Tesseract(string, string, OcrEngineMode, string, bool)

Create a Tesseract OCR engine.

public Tesseract(string dataPath, string language, OcrEngineMode mode, string whiteList = null, bool enforceLocale = true)

Parameters

dataPath string

The datapath must be the name of the directory of tessdata and must end in / . Any name after the last / will be stripped.

language string

The language is (usually) an ISO 639-3 string or NULL will default to eng. It is entirely safe (and eventually will be efficient too) to call Init multiple times on the same instance to change language, or just to reset the classifier. The language may be a string of the form [~]%lt;lang>[+[~]<lang>]* indicating that multiple languages are to be loaded. Eg hin+eng will load Hindi and English. Languages may specify internally that they want to be loaded with one or more other languages, so the ~ sign is available to override that. Eg if hin were set to load eng by default, then hin+~eng would force loading only hin. The number of loaded languages is limited only by memory, with the caveat that loading additional languages will impact both speed and accuracy, as there is more work to do to decide on the applicable language, and there is more chance of hallucinating incorrect words.

mode OcrEngineMode

OCR engine mode

whiteList string

This can be used to specify a white list for OCR. e.g. specify "1234567890" to recognize digits only. Note that the white list currently seems to only work with OcrEngineMode.OEM_TESSERACT_ONLY

enforceLocale bool

If true, we will change the locale to "C" before initializing the tesseract engine and reverting it back once the tesseract initialiation is completer. If false, it will be the user's responsibility to set the locale to "C", otherwise an exception will be thrown. See https://github.com/tesseract-ocr/tesseract/issues/1670

Properties

Datapath

Get the current location of tessdata.

public string Datapath { get; }

Property Value

string

DefaultTesseractDirectory

Get the default tesseract ocr directory. This should return the folder of the dll in most situations.

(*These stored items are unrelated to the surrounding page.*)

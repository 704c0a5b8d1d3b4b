//! Integration tests for flow control and scoping

#[path = "common/mod.rs"]
mod common;
use common::{eval, eval_err, interpreter, output, output_with, top, EvalError, Scoping, Value};

#[test]
fn test_if() {
    assert_eq!(top("true { 1 } if"), Value::Int(1));
    assert_eq!(eval("false { 1 } if").unwrap(), vec![]);
    assert_eq!(output("5 3 gt { (yes) print } if").unwrap(), "yes");
}

#[test]
fn test_if_requires_boolean() {
    assert!(matches!(eval_err("1 { 2 } if"), EvalError::TypeError { .. }));
}

#[test]
fn test_if_requires_procedure() {
    assert!(matches!(eval_err("true 2 if"), EvalError::TypeError { .. }));
}

#[test]
fn test_ifelse() {
    assert_eq!(top("true { 1 } { 2 } ifelse"), Value::Int(1));
    assert_eq!(top("false { 1 } { 2 } ifelse"), Value::Int(2));
    assert_eq!(
        output("5 3 lt { (smaller) } { (bigger) } ifelse print").unwrap(),
        "bigger"
    );
}

#[test]
fn test_for_counts_up_inclusive() {
    assert_eq!(
        eval("0 1 3 { } for").unwrap(),
        vec![Value::Int(0), Value::Int(1), Value::Int(2), Value::Int(3)]
    );
}

#[test]
fn test_for_counts_down() {
    assert_eq!(
        eval("3 -1 1 { } for").unwrap(),
        vec![Value::Int(3), Value::Int(2), Value::Int(1)]
    );
}

#[test]
fn test_for_empty_range() {
    assert_eq!(eval("5 1 1 { } for").unwrap(), vec![]);
}

#[test]
fn test_for_with_real_step() {
    assert_eq!(
        eval("0 0.5 1 { } for").unwrap(),
        vec![Value::Real(0.0), Value::Real(0.5), Value::Real(1.0)]
    );
}

#[test]
fn test_for_real_step_accumulates_rounding() {
    // 0.1 + 0.1 + 0.1 overshoots 0.3, so the limit itself is never reached
    assert_eq!(
        eval("0 0.1 0.3 { } for").unwrap(),
        vec![Value::Real(0.0), Value::Real(0.1), Value::Real(0.2)]
    );
}

#[test]
fn test_for_accumulates() {
    assert_eq!(top("0 1 1 4 { add } for"), Value::Real(10.0));
    assert_eq!(output("1 1 3 { dup mul = } for").unwrap(), "1\n4\n9\n");
}

#[test]
fn test_for_zero_step() {
    assert!(matches!(eval_err("0 0 5 { } for"), EvalError::RangeCheck { .. }));
}

#[test]
fn test_repeat() {
    assert_eq!(output("3 { (hi) print } repeat").unwrap(), "hihihi");
    assert_eq!(eval("0 { 1 } repeat").unwrap(), vec![]);
    assert_eq!(eval("-2 { 1 } repeat").unwrap(), vec![]);
}

#[test]
fn test_exec() {
    assert_eq!(top("{ 1 2 add } exec"), Value::Real(3.0));
    assert_eq!(top("/sq { dup mul } def 5 sq exec"), Value::Real(25.0));
}

#[test]
fn test_exec_requires_procedure() {
    assert!(matches!(eval_err("5 exec"), EvalError::TypeError { .. }));
}

#[test]
fn test_nested_procedures() {
    assert_eq!(top("{ { 1 2 add } exec } exec"), Value::Real(3.0));
    assert_eq!(top("true { false { 1 } { 2 } ifelse } if"), Value::Int(2));
}

#[test]
fn test_error_inside_procedure_propagates() {
    assert!(matches!(eval_err("{ 1 0 div } exec"), EvalError::DivideByZero(_)));
}

#[test]
fn test_quit() {
    let (mut interp, capture) = interpreter(Scoping::Dynamic);
    interp.run("(a) print quit (b) print").unwrap();
    assert!(interp.has_quit());
    assert_eq!(capture.contents(), "a");
    // nothing runs after quit
    interp.run("1").unwrap();
    assert_eq!(interp.stack_count(), 0);
}

#[test]
fn test_quit_stops_repeat() {
    assert_eq!(output("5 { (x) print quit } repeat").unwrap(), "x");
}

const DIVERGENCE: &str = "/x 1 def /show { x = } def 10 dict begin /x 2 def show exec end";

#[test]
fn test_dynamic_scoping() {
    assert_eq!(output_with(Scoping::Dynamic, DIVERGENCE).unwrap(), "2\n");
}

#[test]
fn test_lexical_scoping() {
    assert_eq!(output_with(Scoping::Lexical, DIVERGENCE).unwrap(), "1\n");
}

#[test]
fn test_lexical_capture_sees_later_definitions() {
    // the captured dictionary is shared, not snapshotted
    let src = "/show { z = } def /z 5 def 10 dict begin /z 6 def show exec end";
    assert_eq!(output_with(Scoping::Lexical, src).unwrap(), "5\n");
}

#[test]
fn test_procedure_built_in_inner_scope() {
    // the literal is left on the operand stack and run after `end`
    let src = "/x 1 def 10 dict begin /x 2 def { x = } end exec";
    assert_eq!(output_with(Scoping::Lexical, src).unwrap(), "2\n");
    assert_eq!(output_with(Scoping::Dynamic, src).unwrap(), "1\n");
}

#[test]
fn test_lexical_scope_restored_after_error() {
    let (mut interp, _) = interpreter(Scoping::Lexical);
    interp.run("/bad { undefinedname } def 10 dict begin").unwrap();
    assert!(interp.run("bad exec").is_err());
    assert_eq!(interp.dict_depth(), 2);
    interp.run("end").unwrap();
    assert_eq!(interp.dict_depth(), 1);
}
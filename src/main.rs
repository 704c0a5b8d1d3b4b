//! psi - a PostScript-style stack language interpreter
//!
//! Usage:
//!   psi               Start interactive REPL
//!   psi -c "code"     Execute code and exit
//!   psi script.ps     Execute a script file

mod cli;
mod rcfile;
mod repl;
mod terminal;

use cli::{execute_command, execute_script, parse_args, print_help, print_version};
use std::env;
use std::process::ExitCode;

/// Install a stderr log subscriber when PSI_LOG (or RUST_LOG) is set
fn init_tracing() {
    use tracing_subscriber::{fmt, prelude::*, EnvFilter};

    let filter = match env::var("PSI_LOG") {
        Ok(directives) => EnvFilter::new(directives),
        Err(_) if env::var("RUST_LOG").is_ok() => EnvFilter::from_default_env(),
        Err(_) => return,
    };

    tracing_subscriber::registry()
        .with(
            fmt::layer()
                .with_writer(std::io::stderr)
                .with_target(true)
                .with_level(true),
        )
        .with(filter)
        .init();
}

fn main() -> ExitCode {
    init_tracing();

    let args: Vec<String> = env::args().collect();
    let cli = parse_args(&args);

    if cli.help {
        print_help();
        return ExitCode::SUCCESS;
    }

    if cli.version {
        print_version();
        return ExitCode::SUCCESS;
    }

    let scoping = cli.scoping();

    if let Some(code) = &cli.command {
        return execute_command(code, scoping, cli.trace);
    }

    if let Some(path) = &cli.script {
        return execute_script(path, scoping, cli.trace);
    }

    match repl::run_repl(scoping, cli.trace) {
        Ok(()) => ExitCode::SUCCESS,
        Err(e) => {
            eprintln!("Error: {}", e);
            ExitCode::FAILURE
        }
    }
}
//! String operators. Indices count characters, not bytes.

use super::{EvalError, Interpreter};
use crate::value::Value;

fn out_of_range(op: &str, index: i64, len: usize) -> EvalError {
    EvalError::IndexOutOfRange {
        op: op.to_string(),
        index,
        len,
    }
}

impl Interpreter {
    /// Character code at an index
    /// Usage: (abc) 1 get -> 98
    pub(crate) fn op_get(&mut self) -> Result<(), EvalError> {
        self.require(2, "get")?;
        let index = self.pop_integer("get")?;
        let s = self.pop_string("get")?;
        let chars: Vec<char> = s.chars().collect();
        let c = usize::try_from(index)
            .ok()
            .and_then(|i| chars.get(i))
            .ok_or_else(|| out_of_range("get", index, chars.len()))?;
        self.stack.push(Value::Int(i64::from(u32::from(*c))));
        Ok(())
    }

    /// Substring of `count` characters starting at `index`
    /// Usage: (hello) 1 3 getinterval -> (ell)
    pub(crate) fn op_getinterval(&mut self) -> Result<(), EvalError> {
        self.require(3, "getinterval")?;
        let count = self.pop_integer("getinterval")?;
        let index = self.pop_integer("getinterval")?;
        let s = self.pop_string("getinterval")?;
        let chars: Vec<char> = s.chars().collect();
        let len = chars.len();

        if count < 0 {
            return Err(out_of_range("getinterval", count, len));
        }
        let start = usize::try_from(index)
            .ok()
            .filter(|&i| i <= len)
            .ok_or_else(|| out_of_range("getinterval", index, len))?;
        let end = start
            .checked_add(count as usize)
            .filter(|&e| e <= len)
            .ok_or_else(|| out_of_range("getinterval", index.saturating_add(count), len))?;

        self.stack.push(Value::Str(chars[start..end].iter().collect()));
        Ok(())
    }

    /// Overwrite characters starting at `index` and push the result. A
    /// replacement running past the end extends the string.
    /// Usage: (hello) 1 (EL) putinterval -> (hELlo)
    pub(crate) fn op_putinterval(&mut self) -> Result<(), EvalError> {
        self.require(3, "putinterval")?;
        let replacement = self.pop_string("putinterval")?;
        let index = self.pop_integer("putinterval")?;
        let s = self.pop_string("putinterval")?;
        let chars: Vec<char> = s.chars().collect();

        let start = usize::try_from(index)
            .ok()
            .filter(|&i| i <= chars.len())
            .ok_or_else(|| out_of_range("putinterval", index, chars.len()))?;
        let resume = start + replacement.chars().count();

        let mut result: String = chars[..start].iter().collect();
        result.push_str(&replacement);
        if resume < chars.len() {
            result.extend(&chars[resume..]);
        }
        self.stack.push(Value::Str(result));
        Ok(())
    }
}
//! Transport identifiers assigned by queues.

use core::str::FromStr;
use serde::{Deserialize, Serialize};
use uuid::Uuid;

use crate::error::DomainError;

/// Identifier a queue assigns to a message when it is added.
///
/// The pipeline never relies on it for identity (messages are compared
/// structurally); it exists for logging and drain reports.
#[derive(Debug, Copy, Clone, PartialEq, Eq, Hash, PartialOrd, Ord, Serialize, Deserialize)]
#[serde(transparent)]
pub struct MessageId(Uuid);

impl MessageId {
    /// Create a new identifier.
    ///
    /// Uses UUIDv7 (time-ordered), so ids sort roughly by enqueue time.
    pub fn new() -> Self {
        Self(Uuid::now_v7())
    }

    pub fn from_uuid(uuid: Uuid) -> Self {
        Self(uuid)
    }

    pub fn as_uuid(&self) -> &Uuid {
        &self.0
    }
}

impl Default for MessageId {
    fn default() -> Self {
        Self::new()
    }
}

impl core::fmt::Display for MessageId {
    fn fmt(&self, f: &mut core::fmt::Formatter<'_>) -> core::fmt::Result {
        core::fmt::Display::fmt(&self.0, f)
    }
}

impl From<Uuid> for MessageId {
    fn from(value: Uuid) -> Self {
        Self(value)
    }
}

impl From<MessageId> for Uuid {
    fn from(value: MessageId) -> Self {
        value.0
    }
}

impl FromStr for MessageId {
    type Err = DomainError;

    fn from_str(s: &str) -> Result<Self, Self::Err> {
        let uuid =
            Uuid::from_str(s).map_err(|e| DomainError::invalid_id(format!("MessageId: {e}")))?;
        Ok(Self(uuid))
    }
}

public static string DefaultTesseractDirectory { get; }

Property Value

string

Oem

Get the OCR Engine Mode

public OcrEngineMode Oem { get; }

Property Value

OcrEngineMode

PageSegMode

Gets or sets the page seg mode.

public PageSegMode PageSegMode { get; set; }

Property Value

PageSegMode

The page seg mode.

Version

Get the tesseract version

public static Version Version { get; }

Property Value

Version

VersionString

Get the tesseract version as String

public static string VersionString { get; }

Property Value

string

Methods

AnalyseLayout(bool)

Runs page layout analysis in the mode set by SetPageSegMode. May optionally be called prior to Recognize to get access to just the page layout results. Returns an iterator to the results. Returns NULL on error or an empty page. The returned iterator must be deleted after use. WARNING! This class points to data held within the TessBaseAPI class, and therefore can only be used while the TessBaseAPI class still exists and has not been subjected to a call of Init, SetImage, Recognize, Clear, End DetectOS, or anything else that changes the internal PAGE_RES.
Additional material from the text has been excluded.